A quarter of all premature deaths and diseases worldwide are due to man made pollution and environmental damage, the United Nations said on 13 March 2019 in a landmark report on the planet's parlous state in Nairobi. Deadly smog-including emissions, chemicals polluting drinking water, and the accelerating destruction of ecosystems crucial to the livelihoods of billions of people are driving a worldwide epidemic that hampers the global economy, it warned.
- The Global Environment Outlook (GEO) -- a report six years in the making compiled by 250 scientists from 70 nations -- depicts a growing chasm between rich and poor countries as rampant over consumption, pollution and food waste in the developed world leads to hunger, poverty and disease elsewhere.
- As greenhouse gas emissions continue to rise amid a preponderance of droughts, floods and superstorms made worse by climbing sea levels, there is a growing political consensus that climate change poses a future risk to billions.
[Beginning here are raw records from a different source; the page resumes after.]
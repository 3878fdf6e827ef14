// SPDX-License-Identifier: MIT
// Copyright (c) 2026 Alfred Jean LLC

use std::fs;
use std::path::Path;

use tracing_subscriber::EnvFilter;

/// Filter from `RUST_LOG`, falling back to `info` (or `debug` when verbose).
fn filter(verbose: bool) -> EnvFilter {
    EnvFilter::try_from_default_env()
        .unwrap_or_else(|_| EnvFilter::new(if verbose { "debug" } else { "info" }))
}

/// Install the global subscriber.
///
/// Logs go to `log_file` when it can be opened for append, stderr otherwise.
/// Later calls are ignored.
pub fn setup_logging(verbose: bool, log_file: Option<&Path>) {
    let file = log_file.and_then(|path| {
        if let Some(parent) = path.parent() {
            let _ = fs::create_dir_all(parent);
        }
        fs::OpenOptions::new()
            .create(true)
            .append(true)
            .open(path)
            .ok()
    });

    let _ = match file {
        Some(file) => tracing_subscriber::fmt()
            .with_env_filter(filter(verbose))
            .with_writer(file)
            .with_ansi(false)
            .try_init(),
        None => tracing_subscriber::fmt()
            .with_env_filter(filter(verbose))
            .with_writer(std::io::stderr)
            .try_init(),
    };
}

#[cfg(test)]
#[path = "logging_tests.rs"]
mod tests;
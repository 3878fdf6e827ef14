// SPDX-License-Identifier: MIT
// Copyright (c) 2026 Alfred Jean LLC

// Allow unused items: test helpers are shared across multiple test binaries,
// and not every test file uses every helper.
#![allow(dead_code)]
#![allow(unused_imports)]

use assert_cmd::cargo::cargo_bin_cmd;
use assert_cmd::Command;

pub use predicates::prelude::*;
pub use tempfile::TempDir;

pub fn chatsync() -> Command {
    cargo_bin_cmd!("chatsync")
}

/// Temp dir with a config.toml pointing the database inside it.
///
/// The remote URL points at a closed local port so nothing leaves the machine.
pub fn temp_config() -> TempDir {
    let temp = TempDir::new().unwrap();
    let db = temp.path().join("chat.db");
    let config = format!(
        r#"[remote]
url = "ws://127.0.0.1:9"
request_timeout_ms = 500

[sync]
database = {:?}

[network]
probe_addr = "127.0.0.1:9"
reachability_host = "localhost:9"
probe_timeout_ms = 500
"#,
        db.display().to_string()
    );
    std::fs::write(temp.path().join("config.toml"), config).unwrap();
    temp
}

/// `chatsync --config <temp>/config.toml`
pub fn cmd_in(temp: &TempDir) -> Command {
    let mut cmd = chatsync();
    cmd.arg("--config").arg(temp.path().join("config.toml"));
    cmd
}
- World leaders in 2015 came up with the Paris climate deal, which saw each nation promise action to cut emissions in a bid to limit global temperature rises to 1.5C (2.7 Fahrenheit). But the health impacts of pollution, deforestation and the mechanised food-chain are less well understood. Nor is there any international agreement for the environment close to covering what the Paris accord does for climate.
- It said that poor environmental conditions "cause approximately 25 percent of global disease and mortality" -- around 9 million deaths in 2015 alone.
- Lacking access to clean drinking supplies, 1.4 million people die each year from preventable diseases such as diarrhoea and parasites linked to pathogen-riddled water and poor sanitation.
- Chemicals pumped into the seas cause "potentially multi-generational" adverse health effects, and land degradation through mega-farming and deforestation occurs in areas of Earth home to 3.2 billion people. The report says air pollution causes 6-7 million early deaths annually.
- And the way Earth is set, unchecked use of antibiotics in food production will see drug-resistant superbugs become the world's number one cause of premature death by mid-century.
- The report called for a root-and-branch detoxifying of human behaviour, while insisting that the situation is not unassailable.
- For instance food waste, which accounts for 9 percent of global greenhouse gas emissions, could be slashed. The world currently throws away a third of all food produced. That figure is fuelled by 56 percent of food in richer nations going to waste.
- The report also called for a rapid drawdown in greenhouse gas emissions and pesticide use to improve air and water quality. The GEO draws on hundreds of data sources to calculate the environmental impact on over a 100 diseases.
- Its unveiling at the UN Environment Assembly in Nairobi is likely to add to the debate over who bears the greatest responsibility for the damage already borne by Earth.